» **Work instruction**
Give back only the lines in the records below from the one with "HeaderMap, Json(raw): Json<Vec<Value>>)" to the one with "let index = state.index.clone();", both inclusive, word for word.

» **Data extracts**
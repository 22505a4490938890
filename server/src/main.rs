use anyhow::Result;
use axum::Router;
use clap::Parser;
use fieldrank_core::config::parse_boost;
use fieldrank_core::persist::{load_meta, IndexPaths};
use fieldrank_core::{IndexSchema, SearchIndex};
use server::{build_app, open_index};
use std::net::SocketAddr;
use std::path::PathBuf;
use std::sync::Arc;
use tokio::net::TcpListener;
use tracing_subscriber::{fmt, EnvFilter};

#[derive(Parser)]
struct Args {
    /// Index directory path
    #[arg(long, default_value = "./index")]
    index: String,
    /// JSON/JSONL documents to fit from when the snapshot is missing or older
    #[arg(long)]
    data: Option<PathBuf>,
    /// Text field (defaults to the fields recorded in meta.json)
    #[arg(long = "text-field")]
    text_fields: Vec<String>,
    /// Keyword field (defaults to the fields recorded in meta.json)
    #[arg(long = "keyword-field")]
    keyword_fields: Vec<String>,
    /// Per-field boost, e.g. --boost question=3
    #[arg(long = "boost", value_parser = |s: &str| parse_boost(s).map_err(|e| e.to_string()))]
    boosts: Vec<(String, f32)>,
    /// Host to bind
    #[arg(long, default_value = "0.0.0.0")]
    host: String,
    /// Port to bind
    #[arg(long, default_value_t = 8080)]
    port: u16,
}

#[tokio::main]
async fn main() -> Result<()> {
    fmt().with_env_filter(EnvFilter::from_default_env()).init();
    let args = Args::parse();
    let paths = IndexPaths::new(&args.index);

    let mut schema = if args.text_fields.is_empty() {
        let meta = load_meta(&paths)?;
        tracing::info!(num_docs = meta.num_docs, created_at = %meta.created_at, "using fields from meta.json");
        IndexSchema::new(meta.text_fields, meta.keyword_fields)
    } else {
        IndexSchema::new(args.text_fields, args.keyword_fields)
    };
    schema.boosts.extend(args.boosts);
    let index = open_index(SearchIndex::new(schema)?, &paths, args.data.as_deref())?;
    tracing::info!(num_docs = index.len(), "index ready");

    let app: Router = build_app(Arc::new(index), paths.root.clone());
    let addr: SocketAddr = format!("{}:{}", args.host, args.port).parse()?;
    let listener = TcpListener::bind(addr).await?;
    tracing::info!(%addr, "server listening");
    axum::serve(listener, app).await?;
    Ok(())
}
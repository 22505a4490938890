use anyhow::{bail, Result};
use axum::{extract::{Path, Query, State}, http::{HeaderMap, StatusCode}, routing::{get, post}, Json, Router};
use fieldrank_core::ingest::{read_documents, to_document};
use fieldrank_core::persist::{save_index, IndexPaths};
use fieldrank_core::{Document, Filters, RankError, SearchIndex};
use serde::{Deserialize, Serialize};
use serde_json::Value;
use std::collections::HashMap;
use std::path::PathBuf;
use std::sync::Arc;
use std::time::SystemTime;
use tower_http::cors::{AllowOrigin, Any, CorsLayer};
use tower_http::trace::TraceLayer;

const MAX_RESULTS: usize = 100;

#[derive(Deserialize)]
pub struct SearchParams {
    pub q: String,
    #[serde(default = "default_k")]
    pub k: usize,
}
fn default_k() -> usize { 5 }

#[derive(Deserialize)]
pub struct SearchRequest {
    pub query: String,
    #[serde(default = "default_k")]
    pub num_results: usize,
    #[serde(default)]
    pub filter_dict: Option<HashMap<String, Value>>,
}

#[derive(Serialize)]
pub struct SearchResponse {
    pub query: String,
    pub took_s: f64,
    pub results: Vec<Document>,
}

#[derive(Clone)]
pub struct AppState {
    pub index: Arc<SearchIndex>,
    pub index_paths_root: PathBuf,
    pub admin_token: Option<String>,
}

type ApiError = (StatusCode, String);

fn api_error(err: RankError) -> ApiError {
    let status = match err {
        RankError::InvalidArgument(_) => StatusCode::BAD_REQUEST,
        RankError::NotInitialized(_) => StatusCode::SERVICE_UNAVAILABLE,
        _ => StatusCode::INTERNAL_SERVER_ERROR,
    };
    (status, err.to_string())
}

/// Open the index behind `paths`. With a `data` file, the snapshot is used
/// only when it is at least as new as the data; otherwise the index is fitted
/// from the data and the snapshot rewritten.
pub fn open_index(index: SearchIndex, paths: &IndexPaths, data: Option<&std::path::Path>) -> Result<SearchIndex> {
    let snapshot = paths.snapshot();
    let snapshot_mtime = modified(&snapshot);
    let fresh = match (snapshot_mtime, data) {
        (None, _) => false,
        (Some(_), None) => true,
        (Some(snap), Some(d)) => modified(d).map_or(true, |data_mtime| snap >= data_mtime),
    };
    if fresh {
        index.load_from_path(&snapshot)?;
        return Ok(index);
    }
    let Some(data) = data else {
        bail!("no snapshot at {} and no data file to build one from", snapshot.display());
    };
    tracing::info!(data = %data.display(), "snapshot missing or stale, fitting from data");
    index.fit(read_documents(data)?)?;
    save_index(&index, paths, now_rfc3339())?;
    Ok(index)
}

fn modified(path: &std::path::Path) -> Option<SystemTime> {
    std::fs::metadata(path).and_then(|m| m.modified()).ok()
}

fn now_rfc3339() -> String {
    time::OffsetDateTime::now_utc().format(&time::format_description::well_known::Rfc3339).unwrap_or_else(|_| "".into())
}

/// Router over `index`, with the admin token and CORS origins read from the environment.
pub fn build_app(index: Arc<SearchIndex>, index_dir: PathBuf) -> Router {
    let admin_token = std::env::var("ADMIN_TOKEN").ok();
    router(AppState { index, index_paths_root: index_dir, admin_token })
}

pub fn router(app_state: AppState) -> Router {
    // CORS: read CORS_ALLOW_ORIGIN (comma-separated) or allow Any by default
    let cors = match std::env::var("CORS_ALLOW_ORIGIN") {
        Ok(val) => {
            let origins: Vec<_> = val
                .split(',')
                .filter_map(|s| s.trim().parse().ok())
                .collect();
            if origins.is_empty() {
                CorsLayer::new().allow_origin(Any).allow_methods(Any).allow_headers(Any)
            } else {
                CorsLayer::new().allow_origin(AllowOrigin::list(origins)).allow_methods(Any).allow_headers(Any)
            }
        }
        Err(_) => CorsLayer::new().allow_origin(Any).allow_methods(Any).allow_headers(Any),
    };

    Router::new()
        .route("/health", get(|| async { "ok" }))
        .route("/search", get(search_query_handler).post(search_handler))
        .route("/doc/:index", get(doc_handler))
        .route("/index/fit", post(index_fit))
        .route("/index/save", post(index_save))
        .with_state(app_state)
        .layer(cors)
        .layer(TraceLayer::new_for_http())
}

fn filters_from_json(raw: Option<HashMap<String, Value>>) -> Result<Filters, RankError> {
    let mut filters = Filters::new();
    for (field, value) in raw.unwrap_or_default() {
        match value {
            Value::String(s) => { filters.insert(field, s); }
            other => {
                return Err(RankError::InvalidArgument(format!("filter value for '{field}' must be a string, got {other}")));
            }
        }
    }
    Ok(filters)
}

fn run_search(state: &AppState, query: String, k: usize, filters: Filters) -> Result<Json<SearchResponse>, ApiError> {
    let start = std::time::Instant::now();
    let results = state.index.search(&query, k.min(MAX_RESULTS), &filters).map_err(api_error)?;
    let took_s = start.elapsed().as_secs_f64();
    tracing::debug!(query = %query, returned = results.len(), took_s, "search");
    Ok(Json(SearchResponse { query, took_s, results }))
}

pub async fn search_handler(State(state): State<AppState>, Json(req): Json<SearchRequest>) -> Result<Json<SearchResponse>, ApiError> {
    let filters = filters_from_json(req.filter_dict).map_err(api_error)?;
    run_search(&state, req.query, req.num_results, filters)
}

pub async fn search_query_handler(State(state): State<AppState>, Query(params): Query<SearchParams>) -> Result<Json<SearchResponse>, ApiError> {
    run_search(&state, params.q, params.k, Filters::new())
}

pub async fn doc_handler(State(state): State<AppState>, Path(index): Path<usize>) -> Result<Json<Document>, ApiError> {
    state
        .index
        .document(index)
        .map(Json)
        .ok_or((StatusCode::NOT_FOUND, format!("no document at position {index}")))
}

// --- Admin endpoints ---
async fn index_fit(State(state): State<AppState>, headers: HeaderMap, Json(raw): Json<Vec<Value>>) -> Result<Json<Value>, ApiError> {
    authorize(&state, &headers)?;
    let docs = raw.into_iter().map(to_document).collect::<Result<Vec<_>, _>>().map_err(api_error)?;
    let index = state.index.clone();
    tokio::task::spawn_blocking(move || index.fit(docs))
        .await
        .map_err(|e| (StatusCode::INTERNAL_SERVER_ERROR, e.to_string()))?
        .map_err(api_error)?;
    Ok(Json(serde_json::json!({ "num_docs": state.index.len() })))
}

async fn index_save(State(state): State<AppState>, headers: HeaderMap) -> Result<Json<Value>, ApiError> {
    authorize(&state, &headers)?;
    let paths = IndexPaths::new(&state.index_paths_root);
    save_index(&state.index, &paths, now_rfc3339()).map_err(api_error)?;
    Ok(Json(serde_json::json!({ "snapshot": paths.snapshot().display().to_string() })))
}

fn authorize(state: &AppState, headers: &HeaderMap) -> Result<(), ApiError> {
    let required = match &state.admin_token {
        Some(t) => t,
        None => return Err((StatusCode::UNAUTHORIZED, "ADMIN_TOKEN not set".into())),
    };
    let provided = headers.get("X-ADMIN-TOKEN").and_then(|v| v.to_str().ok()).unwrap_or("");
    if provided == required {
        Ok(())
    } else {
        Err((StatusCode::UNAUTHORIZED, "invalid admin token".into()))
    }
}
//! In-memory TF-IDF ranking over structured documents.
//!
//! Text fields are weighted per field with [`weighting::TfidfVectorizer`] and
//! scored by cosine similarity; keyword fields are kept verbatim for strict
//! exact-match filtering. See [`SearchIndex`] for the entry point.

pub mod config;
pub mod error;
mod index;
pub mod ingest;
pub mod keyword;
pub mod matrix;
pub mod persist;
pub mod tokenizer;
pub mod weighting;

pub use config::{IndexSchema, WeightingConfig};
pub use error::{RankError, Result};
pub use index::{Document, Filters, Hit, SearchIndex};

» **Response area**
async fn index_fit(State(state): State<AppState>, headers: HeaderMap, Json(raw): Json<Vec<Value>>) -> Result<Json<Value>, ApiError> {
    authorize(&state, &headers)?;
    let docs = raw.into_iter().map(to_document).collect::<Result<Vec<_>, _>>().map_err(api_error)?;
    let index = state.index.clone();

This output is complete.